**HOW TO COMPLETE THIS TASK**
Every line from the one containing "(None, None) =>" through the last line below should be reproduced exactly; please include nothing else.

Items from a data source
================
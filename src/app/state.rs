// ==========================================
// 劳动时间经济核算系统 - 应用状态
// ==========================================
// 职责: 打开数据库、建表、组装仓储/配置/时钟与常用用例
// ==========================================

use std::sync::{Arc, Mutex};

use crate::config::ConfigManager;
use crate::db::{init_schema, open_sqlite_connection};
use crate::engine::{
    DatetimeService, LedgerRepositories, SynchronizedPlanActivation, SystemDatetimeService,
    UpdatePlansAndPayout,
};
use crate::repository::error::RepositoryResult;
use crate::use_cases::{GetStatistics, ShowAccountDetails};

/// 应用状态
///
/// 所有仓储、配置与用例共享同一个数据库连接
pub struct AppState {
    /// 数据库路径
    pub db_path: String,

    pub repos: LedgerRepositories,
    pub config: Arc<ConfigManager>,
    pub datetime: Arc<dyn DatetimeService>,

    /// 每日结算
    pub payout: Arc<UpdatePlansAndPayout>,

    /// 截止时刻同步激活
    pub plan_activation: Arc<SynchronizedPlanActivation>,

    pub statistics: Arc<GetStatistics>,
    pub account_details: Arc<ShowAccountDetails>,
}

impl AppState {
    /// 使用系统时钟创建 AppState
    ///
    /// # 参数
    /// - db_path: 数据库文件路径
    ///
    /// # 说明
    /// 结算截止时刻从配置读取
    pub fn new(db_path: String) -> RepositoryResult<Self> {
        let conn = open_sqlite_connection(&db_path)?;
        init_schema(&conn)?;
        let conn = Arc::new(Mutex::new(conn));
        let config = Arc::new(ConfigManager::from_connection(conn.clone()));
        let cutoff = config.get_payout_cutoff_time()?;
        let datetime: Arc<dyn DatetimeService> = Arc::new(SystemDatetimeService::new(cutoff));
        Ok(Self::assemble(db_path, conn, config, datetime))
    }

    /// 使用给定时钟创建 AppState（测试/模拟用）
    pub fn with_datetime(db_path: String, datetime: Arc<dyn DatetimeService>) -> RepositoryResult<Self> {
        let conn = open_sqlite_connection(&db_path)?;
        init_schema(&conn)?;
        let conn = Arc::new(Mutex::new(conn));
        let config = Arc::new(ConfigManager::from_connection(conn.clone()));
        Ok(Self::assemble(db_path, conn, config, datetime))
    }

    fn assemble(
        db_path: String,
        conn: Arc<Mutex<rusqlite::Connection>>,
        config: Arc<ConfigManager>,
        datetime: Arc<dyn DatetimeService>,
    ) -> Self {
        tracing::info!("初始化AppState，数据库路径: {}", db_path);
        let repos = LedgerRepositories::from_connection(conn);

        let payout = Arc::new(UpdatePlansAndPayout::new(
            repos.clone(),
            config.clone(),
            datetime.clone(),
        ));
        let plan_activation = Arc::new(SynchronizedPlanActivation::new(
            repos.plan_repo.clone(),
            datetime.clone(),
        ));

        Self {
            db_path,
            statistics: Arc::new(GetStatistics::new(repos.clone())),
            account_details: Arc::new(ShowAccountDetails::new(repos.clone())),
            repos,
            config,
            datetime,
            payout,
            plan_activation,
        }
    }
}

/// 获取默认数据库路径
///
/// 优先使用环境变量 LABOUR_LEDGER_DB_PATH，其次用户数据目录
pub fn get_default_db_path() -> String {
    use std::path::PathBuf;

    if let Ok(path) = std::env::var("LABOUR_LEDGER_DB_PATH") {
        let trimmed = path.trim();
        if !trimmed.is_empty() {
            return trimmed.to_string();
        }
    }

    let mut path = PathBuf::from("./labour_ledger.db");
    if let Some(data_dir) = dirs::data_dir() {
        let dir = data_dir.join("labour-ledger");
        // 目录创建失败时退回当前目录
        if std::fs::create_dir_all(&dir).is_ok() {
            path = dir.join("labour_ledger.db");
        }
    }
    path.to_string_lossy().to_string()
}

#[cfg(test)]
mod tests {
    use super::*;
    use crate::engine::FakeDatetimeService;
    use tempfile::NamedTempFile;

    #[test]
    fn test_创建应用状态() {
        let file = NamedTempFile::new().unwrap();
        let path = file.path().to_str().unwrap().to_string();
        let state = AppState::with_datetime(path, Arc::new(FakeDatetimeService::new())).unwrap();

        let stats = state.statistics.execute().unwrap();
        assert_eq!(stats.registered_members_count, 0);
        assert_eq!(stats.payout_factor, None);
    }

    #[test]
    fn test_环境变量指定数据库路径() {
        std::env::set_var("LABOUR_LEDGER_DB_PATH", " /tmp/ledger-test.db ");
        assert_eq!(get_default_db_path(), "/tmp/ledger-test.db");
        std::env::remove_var("LABOUR_LEDGER_DB_PATH");
    }
}
// ==========================================
// 劳动时间经济核算系统 - SQL 构建工具
// ==========================================
// 职责: 动态 WHERE / ORDER BY / LIMIT 拼装，参数与占位符同步收集
// 约束: 所有值通过参数绑定传入，不拼接到 SQL 文本
// ==========================================

use rusqlite::types::Value;

/// SQL 查询构建器（流式 API）
///
/// # 示例
/// ```
/// use labour_ledger::repository::sql_builder::SqlQueryBuilder;
///
/// let builder = SqlQueryBuilder::new("SELECT * FROM plan")
///     .where_with("planner = ?", vec!["c1".to_string().into()])
///     .where_clause("is_active = 1")
///     .order_by("creation_date DESC")
///     .limit(10);
///
/// assert_eq!(
///     builder.build(),
///     "SELECT * FROM plan WHERE planner = ? AND is_active = 1 ORDER BY creation_date DESC LIMIT 10"
/// );
/// assert_eq!(builder.params().len(), 1);
/// ```
#[derive(Debug, Clone)]
pub struct SqlQueryBuilder {
    select_clause: String,
    where_clauses: Vec<String>,
    params: Vec<Value>,
    order_by_clause: Option<String>,
    limit_clause: Option<usize>,
    offset_clause: Option<usize>,
}

impl SqlQueryBuilder {
    pub fn new(select: &str) -> Self {
        Self {
            select_clause: select.to_string(),
            where_clauses: Vec::new(),
            params: Vec::new(),
            order_by_clause: None,
            limit_clause: None,
            offset_clause: None,
        }
    }

    /// 添加无参数的 WHERE 条件
    pub fn where_clause(mut self, condition: &str) -> Self {
        self.where_clauses.push(condition.to_string());
        self
    }

    /// 添加带参数的 WHERE 条件；参数个数需与占位符一致
    pub fn where_with(mut self, condition: &str, values: Vec<Value>) -> Self {
        self.where_clauses.push(condition.to_string());
        self.params.extend(values);
        self
    }

    pub fn order_by(mut self, order: &str) -> Self {
        self.order_by_clause = Some(order.to_string());
        self
    }

    pub fn limit(mut self, n: usize) -> Self {
        self.limit_clause = Some(n);
        self
    }

    pub fn offset(mut self, n: usize) -> Self {
        self.offset_clause = Some(n);
        self
    }

    pub fn params(&self) -> &[Value] {
        &self.params
    }

    /// 构建最终的 SQL 语句
    pub fn build(&self) -> String {
        let mut sql = self.select_clause.clone();

        if !self.where_clauses.is_empty() {
            sql.push_str(" WHERE ");
            sql.push_str(&self.where_clauses.join(" AND "));
        }

        if let Some(order) = &self.order_by_clause {
            sql.push_str(" ORDER BY ");
            sql.push_str(order);
        }

        // SQLite 要求 OFFSET 前必须有 LIMIT
        match (self.limit_clause, self.offset_clause) {
            (Some(limit), Some(offset)) => sql.push_str(&format!(" LIMIT {} OFFSET {}", limit, offset)),
            (Some(limit), None) => sql.push_str(&format!(" LIMIT {}", limit)),
            (None, Some(offset)) => sql.push_str(&format!(" LIMIT -1 OFFSET {}", offset)),
            (None, None) => {}
        }

        sql
    }
}

#[cfg(test)]
mod tests {
    use super::*;

    #[test]
    fn test_无条件() {
        let sql = SqlQueryBuilder::new("SELECT * FROM plan").build();
        assert_eq!(sql, "SELECT * FROM plan");
    }

    #[test]
    fn test_仅offset时补limit() {
        let sql = SqlQueryBuilder::new("SELECT * FROM plan").offset(5).build();
        assert_eq!(sql, "SELECT * FROM plan LIMIT -1 OFFSET 5");
    }

    #[test]
    fn test_参数按条件顺序收集() {
        let builder = SqlQueryBuilder::new("SELECT * FROM plan")
            .where_with("a = ?", vec![Value::Integer(1)])
            .where_with("b IN (?, ?)", vec![Value::Integer(2), Value::Integer(3)]);
        assert_eq!(
            builder.params(),
            &[Value::Integer(1), Value::Integer(2), Value::Integer(3)]
        );
        assert_eq!(builder.build(), "SELECT * FROM plan WHERE a = ? AND b IN (?, ?)");
    }
}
================
**YOUR SOLUTION**
            (None, None) => {}
        }

        sql
    }
}

#[cfg(test)]
mod tests {
    use super::*;

    #[test]
    fn test_无条件() {
        let sql = SqlQueryBuilder::new("SELECT * FROM plan").build();
        assert_eq!(sql, "SELECT * FROM plan");
    }

    #[test]
    fn test_仅offset时补limit() {
        let sql = SqlQueryBuilder::new("SELECT * FROM plan").offset(5).build();
        assert_eq!(sql, "SELECT * FROM plan LIMIT -1 OFFSET 5");
    }

    #[test]
    fn test_参数按条件顺序收集() {
        let builder = SqlQueryBuilder::new("SELECT * FROM plan")
            .where_with("a = ?", vec![Value::Integer(1)])
            .where_with("b IN (?, ?)", vec![Value::Integer(2), Value::Integer(3)]);
        assert_eq!(
            builder.params(),
            &[Value::Integer(1), Value::Integer(2), Value::Integer(3)]
        );
        assert_eq!(builder.build(), "SELECT * FROM plan WHERE a = ? AND b IN (?, ?)");
    }
}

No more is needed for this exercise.